(Information shown begins)

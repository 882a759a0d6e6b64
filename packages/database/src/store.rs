//! The [`SafetyStore`] trait and its `DuckDB` implementation.

use std::path::Path;
use std::sync::{Mutex, MutexGuard, PoisonError};

use chrono::{DateTime, NaiveDate, Utc};
use duckdb::Connection;
use uuid::Uuid;
use zone_safety_etl_models::EtlJob;
use zone_safety_incident_models::Incident;
use zone_safety_infrastructure_models::InfrastructureAsset;
use zone_safety_metrics_models::ZoneSafetyScore;
use zone_safety_zone_models::{Zone, ZoneCatalog};

use crate::schema::create_schema;
use crate::{DbError, StorageConfig, incidents, infrastructure, jobs, scores, zones};

/// Persistence used by the ETL coordinator and the query engine.
///
/// Methods are blocking; async callers run them on a blocking thread when
/// the work is large.
pub trait SafetyStore: Send + Sync {
    /// Inserts incidents, skipping keys already stored. Returns the number
    /// of new rows.
    ///
    /// # Errors
    ///
    /// Returns [`DbError`] if the insert fails.
    fn insert_incidents(&self, incidents: &[Incident]) -> Result<u64, DbError>;

    /// Incidents with `start <= occurred_at <= end`.
    ///
    /// # Errors
    ///
    /// Returns [`DbError`] if the query fails.
    fn incidents_between(
        &self,
        start: DateTime<Utc>,
        end: DateTime<Utc>,
    ) -> Result<Vec<Incident>, DbError>;

    /// Newest stored incident timestamp.
    ///
    /// # Errors
    ///
    /// Returns [`DbError`] if the query fails.
    fn latest_incident_at(&self) -> Result<Option<DateTime<Utc>>, DbError>;

    /// # Errors
    ///
    /// Returns [`DbError`] if the query fails.
    fn incident_count(&self) -> Result<u64, DbError>;

    /// # Errors
    ///
    /// Returns [`DbError`] if the replace fails.
    fn replace_zones(&self, catalog: &ZoneCatalog) -> Result<usize, DbError>;

    /// # Errors
    ///
    /// Returns [`DbError`] if the query fails.
    fn load_zones(&self) -> Result<Vec<Zone>, DbError>;

    /// # Errors
    ///
    /// Returns [`DbError`] if the replace fails.
    fn replace_infrastructure(&self, assets: &[InfrastructureAsset]) -> Result<usize, DbError>;

    /// # Errors
    ///
    /// Returns [`DbError`] if the query fails.
    fn load_infrastructure(&self) -> Result<Vec<InfrastructureAsset>, DbError>;

    /// Writes one zone's row for its calculation date in a single upsert.
    ///
    /// # Errors
    ///
    /// Returns [`DbError`] if the upsert fails.
    fn upsert_score(&self, score: &ZoneSafetyScore) -> Result<(), DbError>;

    /// # Errors
    ///
    /// Returns [`DbError`] if the query fails.
    fn get_score(&self, zone_code: &str, date: NaiveDate)
    -> Result<Option<ZoneSafetyScore>, DbError>;

    /// # Errors
    ///
    /// Returns [`DbError`] if the query fails.
    fn latest_score(&self, zone_code: &str) -> Result<Option<ZoneSafetyScore>, DbError>;

    /// # Errors
    ///
    /// Returns [`DbError`] if the query fails.
    fn scores_for_date(&self, date: NaiveDate) -> Result<Vec<ZoneSafetyScore>, DbError>;

    /// One zone's rows since `since`, oldest first.
    ///
    /// # Errors
    ///
    /// Returns [`DbError`] if the query fails.
    fn score_history(
        &self,
        zone_code: &str,
        since: NaiveDate,
    ) -> Result<Vec<ZoneSafetyScore>, DbError>;

    /// Every zone's rows since `since`.
    ///
    /// # Errors
    ///
    /// Returns [`DbError`] if the query fails.
    fn scores_since(&self, since: NaiveDate) -> Result<Vec<ZoneSafetyScore>, DbError>;

    /// # Errors
    ///
    /// Returns [`DbError`] if the query fails.
    fn latest_calculation_date(&self) -> Result<Option<NaiveDate>, DbError>;

    /// # Errors
    ///
    /// Returns [`DbError`] if the upsert fails.
    fn save_job(&self, job: &EtlJob) -> Result<(), DbError>;

    /// # Errors
    ///
    /// Returns [`DbError`] if the query fails.
    fn get_job(&self, id: Uuid) -> Result<Option<EtlJob>, DbError>;

    /// Newest jobs first.
    ///
    /// # Errors
    ///
    /// Returns [`DbError`] if the query fails.
    fn list_jobs(&self, limit: usize) -> Result<Vec<EtlJob>, DbError>;

    /// `SUCCEEDED` jobs, newest as-of date first, optionally for one date.
    ///
    /// # Errors
    ///
    /// Returns [`DbError`] if the query fails.
    fn succeeded_jobs(&self, as_of: Option<NaiveDate>) -> Result<Vec<EtlJob>, DbError>;
}

/// [`SafetyStore`] over one `DuckDB` connection.
pub struct DuckDbStore {
    conn: Mutex<Connection>,
}

impl DuckDbStore {
    /// Opens (or creates) a database file and ensures the schema exists.
    ///
    /// # Errors
    ///
    /// Returns [`DbError`] if the directory, connection, or schema creation
    /// fails.
    pub fn open(path: &Path) -> Result<Self, DbError> {
        Self::open_with(path, &StorageConfig::default())
    }

    fn open_with(path: &Path, config: &StorageConfig) -> Result<Self, DbError> {
        if let Some(parent) = path.parent() {
            crate::paths::ensure_dir(parent)?;
        }

        log::info!("Opening {}", path.display());
        Self::init(Connection::open(path)?, config)
    }

    /// Opens a throwaway in-memory database.
    ///
    /// # Errors
    ///
    /// Returns [`DbError`] if the connection or schema creation fails.
    pub fn open_in_memory() -> Result<Self, DbError> {
        Self::init(Connection::open_in_memory()?, &StorageConfig::default())
    }

    /// Opens the database a [`StorageConfig`] describes.
    ///
    /// # Errors
    ///
    /// Returns [`DbError`] if the connection or schema creation fails.
    pub fn from_config(config: &StorageConfig) -> Result<Self, DbError> {
        match config.resolved_path() {
            Some(path) => Self::open_with(&path, config),
            None => Self::init(Connection::open_in_memory()?, config),
        }
    }

    fn init(conn: Connection, config: &StorageConfig) -> Result<Self, DbError> {
        conn.execute_batch(&format!(
            "SET threads = {};
             SET memory_limit = '{}';",
            config.threads.max(1),
            config.memory_limit.replace('\'', ""),
        ))?;
        create_schema(&conn)?;

        Ok(Self {
            conn: Mutex::new(conn),
        })
    }

    fn conn(&self) -> MutexGuard<'_, Connection> {
        self.conn.lock().unwrap_or_else(PoisonError::into_inner)
    }
}

impl SafetyStore for DuckDbStore {
    fn insert_incidents(&self, batch: &[Incident]) -> Result<u64, DbError> {
        incidents::insert_incidents(&self.conn(), batch)
    }

    fn incidents_between(
        &self,
        start: DateTime<Utc>,
        end: DateTime<Utc>,
    ) -> Result<Vec<Incident>, DbError> {
        incidents::between(&self.conn(), &start, &end)
    }

    fn latest_incident_at(&self) -> Result<Option<DateTime<Utc>>, DbError> {
        incidents::max_occurred_at(&self.conn())
    }

    fn incident_count(&self) -> Result<u64, DbError> {
        incidents::count(&self.conn())
    }

    fn replace_zones(&self, catalog: &ZoneCatalog) -> Result<usize, DbError> {
        zones::replace(&mut self.conn(), catalog)
    }

    fn load_zones(&self) -> Result<Vec<Zone>, DbError> {
        zones::load(&self.conn())
    }

    fn replace_infrastructure(&self, assets: &[InfrastructureAsset]) -> Result<usize, DbError> {
        infrastructure::replace(&mut self.conn(), assets)
    }

    fn load_infrastructure(&self) -> Result<Vec<InfrastructureAsset>, DbError> {
        infrastructure::load(&self.conn())
    }

    fn upsert_score(&self, score: &ZoneSafetyScore) -> Result<(), DbError> {
        scores::upsert(&self.conn(), score)
    }

    fn get_score(
        &self,
        zone_code: &str,
        date: NaiveDate,
    ) -> Result<Option<ZoneSafetyScore>, DbError> {
        scores::get(&self.conn(), zone_code, date)
    }

    fn latest_score(&self, zone_code: &str) -> Result<Option<ZoneSafetyScore>, DbError> {
        scores::latest(&self.conn(), zone_code)
    }

    fn scores_for_date(&self, date: NaiveDate) -> Result<Vec<ZoneSafetyScore>, DbError> {
        scores::for_date(&self.conn(), date)
    }

    fn score_history(
        &self,
        zone_code: &str,
        since: NaiveDate,
    ) -> Result<Vec<ZoneSafetyScore>, DbError> {
        scores::history(&self.conn(), zone_code, since)
    }

    fn scores_since(&self, since: NaiveDate) -> Result<Vec<ZoneSafetyScore>, DbError> {
        scores::since(&self.conn(), since)
    }

    fn latest_calculation_date(&self) -> Result<Option<NaiveDate>, DbError> {
        scores::latest_date(&self.conn())
    }

    fn save_job(&self, job: &EtlJob) -> Result<(), DbError> {
        jobs::save(&self.conn(), job)
    }

    fn get_job(&self, id: Uuid) -> Result<Option<EtlJob>, DbError> {
        jobs::get(&self.conn(), id)
    }

    fn list_jobs(&self, limit: usize) -> Result<Vec<EtlJob>, DbError> {
        jobs::list(&self.conn(), limit)
    }

    fn succeeded_jobs(&self, as_of: Option<NaiveDate>) -> Result<Vec<EtlJob>, DbError> {
        jobs::succeeded(&self.conn(), as_of)
    }
}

(Information shown ends)

## Exercise requirements
Copy each line above that contains the string "assets".

## Solved problem
    fn replace_infrastructure(&self, assets: &[InfrastructureAsset]) -> Result<usize, DbError>;
    fn replace_infrastructure(&self, assets: &[InfrastructureAsset]) -> Result<usize, DbError> {
        infrastructure::replace(&mut self.conn(), assets)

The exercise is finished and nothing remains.